The DetermineGermlineContigPloidy tool attempts to fit a very simple model that is based on the total number of read counts in each contig per sample. (Note that a table of these counts is actually output as an intermediate, temporary file by the tool, which you might be able to grab and analyze.) So our goal will be to get the model to differentiate between CN=2 female samples and CN=1 male samples, essentially using the total number of counts in the bins on chrX (while also accounting for the overall depth and the autosomal contig-level CNs for each sample). (Your case is a little unusual in that you have no data on chrY, but I think the model should still be able to perform inference correctly.)

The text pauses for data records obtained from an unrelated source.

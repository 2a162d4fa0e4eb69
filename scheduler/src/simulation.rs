use log::{debug, trace};

use crate::event::{Event, EventKind};
use crate::process::ProcessRecord;
use crate::queue::ArrivalQueue;
use crate::scheduler::{Observer, Process, ProcessState, Time};
use crate::schedule::{Schedule, Statistics};
use crate::timeline::Timeline;
use crate::ScheduleError;

/// The state of a single run: the process records, the timeline and the
/// event log, all exclusively owned by the policy that runs.
///
/// Policies address processes by their index in the input list.
pub struct Simulation<'a> {
    processes: Vec<ProcessRecord>,
    timeline: Timeline,
    events: Vec<Event>,
    order: Vec<crate::Pid>,
    observer: &'a mut dyn Observer,
}

impl<'a> Simulation<'a> {
    pub fn new(processes: Vec<ProcessRecord>, observer: &'a mut dyn Observer) -> Self {
        Simulation {
            processes,
            timeline: Timeline::new(),
            events: Vec::new(),
            order: Vec::new(),
            observer,
        }
    }

    pub fn len(&self) -> usize {
        self.processes.len()
    }

    pub fn is_empty(&self) -> bool {
        self.processes.is_empty()
    }

    pub fn processes(&self) -> &[ProcessRecord] {
        &self.processes
    }

    pub fn process(&self, index: usize) -> &ProcessRecord {
        &self.processes[index]
    }

    pub(crate) fn process_mut(&mut self, index: usize) -> &mut ProcessRecord {
        &mut self.processes[index]
    }

    pub fn timeline(&self) -> &Timeline {
        &self.timeline
    }

    pub fn events(&self) -> &[Event] {
        &self.events
    }

    /// The not yet admitted processes, by arrival time.
    pub fn arrivals(&self) -> ArrivalQueue {
        ArrivalQueue::new(&self.processes)
    }

    pub fn log(&mut self, time: Time, kind: EventKind) {
        trace!("[{time}] {kind}");
        self.events.push(Event { time, kind });
    }

    /// Marks the process as ready. Completed processes cannot come back.
    pub fn admit(&mut self, index: usize, time: Time) -> Result<(), ScheduleError> {
        let process = &mut self.processes[index];
        if process.is_completed() {
            return Err(ScheduleError::Reentered {
                pid: process.pid(),
                time,
            });
        }
        process.set_state(ProcessState::Ready);
        let pid = process.pid();
        self.log(time, EventKind::Admitted { pid });
        Ok(())
    }

    /// Hands the CPU to the process.
    pub fn dispatch(&mut self, index: usize, time: Time) -> Result<(), ScheduleError> {
        let process = &mut self.processes[index];
        if process.is_completed() {
            return Err(ScheduleError::Reentered {
                pid: process.pid(),
                time,
            });
        }
        process.set_state(ProcessState::Running);
        let pid = process.pid();
        debug!("[{time}] dispatch P{pid}, remaining {}", process.remaining());
        self.order.push(pid);
        self.log(time, EventKind::Dispatched { pid });
        Ok(())
    }

    /// Puts a running process back in the ready state.
    pub fn requeue(&mut self, index: usize) {
        if !self.processes[index].is_completed() {
            self.processes[index].set_state(ProcessState::Ready);
        }
    }

    /// Appends the slot `[start, end)` for the process.
    pub fn record(&mut self, index: usize, start: Time, end: Time) -> Result<(), ScheduleError> {
        let slot = self.timeline.push(self.processes[index].pid(), start, end)?;
        self.observer.slot_recorded(&slot, &self.processes);
        Ok(())
    }

    /// Moves the end of the process's current slot to `end`.
    pub fn extend(&mut self, index: usize, end: Time) -> Result<(), ScheduleError> {
        let slot = self.timeline.extend(self.processes[index].pid(), end)?;
        self.observer.slot_recorded(&slot, &self.processes);
        Ok(())
    }

    /// Stamps completion, turnaround and waiting time of the process.
    pub fn complete(&mut self, index: usize, time: Time) -> Result<(), ScheduleError> {
        let process = &mut self.processes[index];
        if process.is_completed() {
            return Err(ScheduleError::Reentered {
                pid: process.pid(),
                time,
            });
        }
        process.complete(time);
        let (_, turnaround, waiting) = process.timings();
        let pid = process.pid();
        debug!("[{time}] P{pid} completed, turnaround {turnaround}, waiting {waiting}");
        self.log(
            time,
            EventKind::Completed {
                pid,
                turnaround,
                waiting,
            },
        );
        self.observer.completed(&self.processes[index]);
        Ok(())
    }

    /// Ends the run, every process has to be completed.
    pub fn finish(self, policy: &'static str) -> Result<Schedule, ScheduleError> {
        if let Some(process) = self.processes.iter().find(|process| !process.is_completed()) {
            return Err(ScheduleError::Unfinished {
                pid: process.pid(),
                remaining: process.remaining(),
            });
        }

        let statistics = Statistics::from_processes(&self.processes);
        debug!(
            "{policy}: average waiting {:.2}, average turnaround {:.2}",
            statistics.average_waiting_time, statistics.average_turnaround_time
        );

        Ok(Schedule {
            policy,
            timeline: self.timeline,
            processes: self.processes,
            events: self.events,
            order: self.order,
            statistics,
        })
    }
}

We thus have two options: 1) filter or preprocess the count data so that it is better accomodated by the model, or 2) adjust the model hyperparameters to encourage the desired fit.

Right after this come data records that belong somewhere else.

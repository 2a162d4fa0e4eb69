use std::collections::HashMap;

use pretty_assertions::assert_eq;
use scheduler::{
    ExecutionSlot, Observer, Pid, Policy, ProcessDescriptor, ProcessRecord, ScheduleError,
};

use super::check_schedule;

fn workload() -> Vec<ProcessDescriptor> {
    vec![
        ProcessDescriptor::new(1, 4, 0, 17).with_quantum(4),
        ProcessDescriptor::new(2, 9, 3, 6).with_quantum(3),
        ProcessDescriptor::new(3, 3, 4, 10).with_quantum(5),
        ProcessDescriptor::new(4, 8, 29, 4).with_quantum(2),
        ProcessDescriptor::new(5, 1, 12, 1).with_quantum(1),
    ]
}

#[test]
pub fn every_policy_conserves_work() {
    let processes = workload();
    for policy in Policy::ALL {
        let schedule = policy.build(2).run(&processes).unwrap();
        check_schedule(&schedule, &processes);
    }
}

#[test]
pub fn runs_do_not_touch_the_input() {
    let processes = workload();
    let before = processes.clone();
    for policy in Policy::ALL {
        let first = policy.build(1).run(&processes).unwrap();
        let second = policy.build(1).run(&processes).unwrap();
        assert_eq!(first.timeline, second.timeline);
        assert_eq!(first.order, second.order);
        assert_eq!(first.statistics, second.statistics);
    }
    assert_eq!(processes, before);
}

#[test]
pub fn every_policy_validates_input() {
    let duplicate = vec![
        ProcessDescriptor::new(1, 0, 0, 2).with_quantum(2),
        ProcessDescriptor::new(1, 0, 5, 2).with_quantum(2),
    ];
    let zero_burst = vec![
        ProcessDescriptor::new(1, 0, 0, 2).with_quantum(2),
        ProcessDescriptor::new(2, 0, 5, 0).with_quantum(2),
    ];
    let negative_arrival = vec![
        ProcessDescriptor::new(1, 0, -3, 2).with_quantum(2),
        ProcessDescriptor::new(2, 0, 5, 1).with_quantum(2),
    ];

    for policy in Policy::ALL {
        let scheduler = policy.build(0);
        assert_eq!(scheduler.run(&[]).unwrap_err(), ScheduleError::Empty);
        assert_eq!(
            scheduler.run(&duplicate).unwrap_err(),
            ScheduleError::DuplicatePid(Pid::new(1))
        );
        assert_eq!(
            scheduler.run(&zero_burst).unwrap_err(),
            ScheduleError::InvalidBurst {
                pid: Pid::new(2),
                burst: 0
            }
        );
        assert_eq!(
            scheduler.run(&negative_arrival).unwrap_err(),
            ScheduleError::NegativeArrival {
                pid: Pid::new(1),
                arrival: -3
            }
        );
    }
}

#[test]
pub fn validation_errors_are_not_structural() {
    assert!(!ScheduleError::Empty.is_structural());
    assert!(ScheduleError::Reentered {
        pid: Pid::new(1),
        time: 4
    }
    .is_structural());
    assert_eq!(
        ScheduleError::InvalidSlot {
            pid: Pid::new(3),
            start: 5,
            end: 5
        }
        .to_string(),
        "P3: invalid execution slot [5, 5)"
    );
}

#[derive(Default)]
struct Counter {
    updates: usize,
    busy: HashMap<Pid, i64>,
    completed: Vec<Pid>,
}

impl Observer for Counter {
    fn slot_recorded(&mut self, slot: &ExecutionSlot, _processes: &[ProcessRecord]) {
        self.updates += 1;
        self.busy.insert(slot.pid, slot.end);
    }

    fn completed(&mut self, process: &ProcessRecord) {
        self.completed.push(scheduler::Process::pid(process));
    }
}

#[test]
pub fn observer_sees_every_slot_and_completion() {
    let processes = workload();
    for policy in Policy::ALL {
        let mut counter = Counter::default();
        let schedule = policy.build(0).run_with(&processes, &mut counter).unwrap();

        assert!(counter.updates >= schedule.timeline.len());
        assert_eq!(counter.completed.len(), processes.len());
        for process in &schedule.processes {
            let pid = scheduler::Process::pid(process);
            assert_eq!(counter.busy[&pid], process.completion());
        }
    }
}

#[test]
pub fn policies_parse_by_name() {
    assert_eq!("fcai".parse::<Policy>(), Ok(Policy::Fcai));
    assert_eq!("Aging-SRTF".parse::<Policy>(), Ok(Policy::AgingSrtf));
    assert_eq!(Policy::Priority.to_string(), "priority");
    assert!("round-robin".parse::<Policy>().is_err());
}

Unfortunately, I cannot give you detailed recommendations without actually seeing your data. But I might suggest that you use your python analysis scripts to look at these total contig-level counts, if you have not already. Ideally, if you plot a histogram of the total counts on chrX roughly normalized by sample-level depth (which you can hopefully estimate from the count data as well), you should see two clear components corresponding to male and female.
If not, you might want to try to understand if filtering some of the intervals (e.g., using FilterIntervals, as you mentioned) might provide a path forward; for example, although it seems unlikely, one might imagine a case in which your chrX bins are dominated by very noisy intervals that might be throwing off the total counts and smearing out these two components. It might also be worth checking the behavior of the intervals in the PAR to make sure nothing looks suspicious.
If this approach does not work, then I would start to explore adjusting hyperparameters. I would probably start with the global-psi-scale hyperparameter (which essentially sets the scale of contig-level variance we expect in the counts), but again, it's difficult to say for sure if this will help without seeing your data.
-
Hi Samuel Lee,
Thank you for your response.I obtained a temporary TSV file, named "samples-by-coverage-per-contig", from DetermineGermlineContigPloidy and used Excel to create an XY plot.The coverage values for the chrX were obtained directly from the TSV file. However, I am unsure whether I should normalize these values by the coverage of the autosomal chromosomes.Additionally, upon visualizing the data using the XY plot, I observed two distinct clusters that correspond to the male and female samples.However, the results of the ploidy in chrX from DetermineGermlineContigPloidy remained 2 for all samples.Furthermore, I noticed that the PLOIDY_GQ of the X chromosome is lower in males than in females.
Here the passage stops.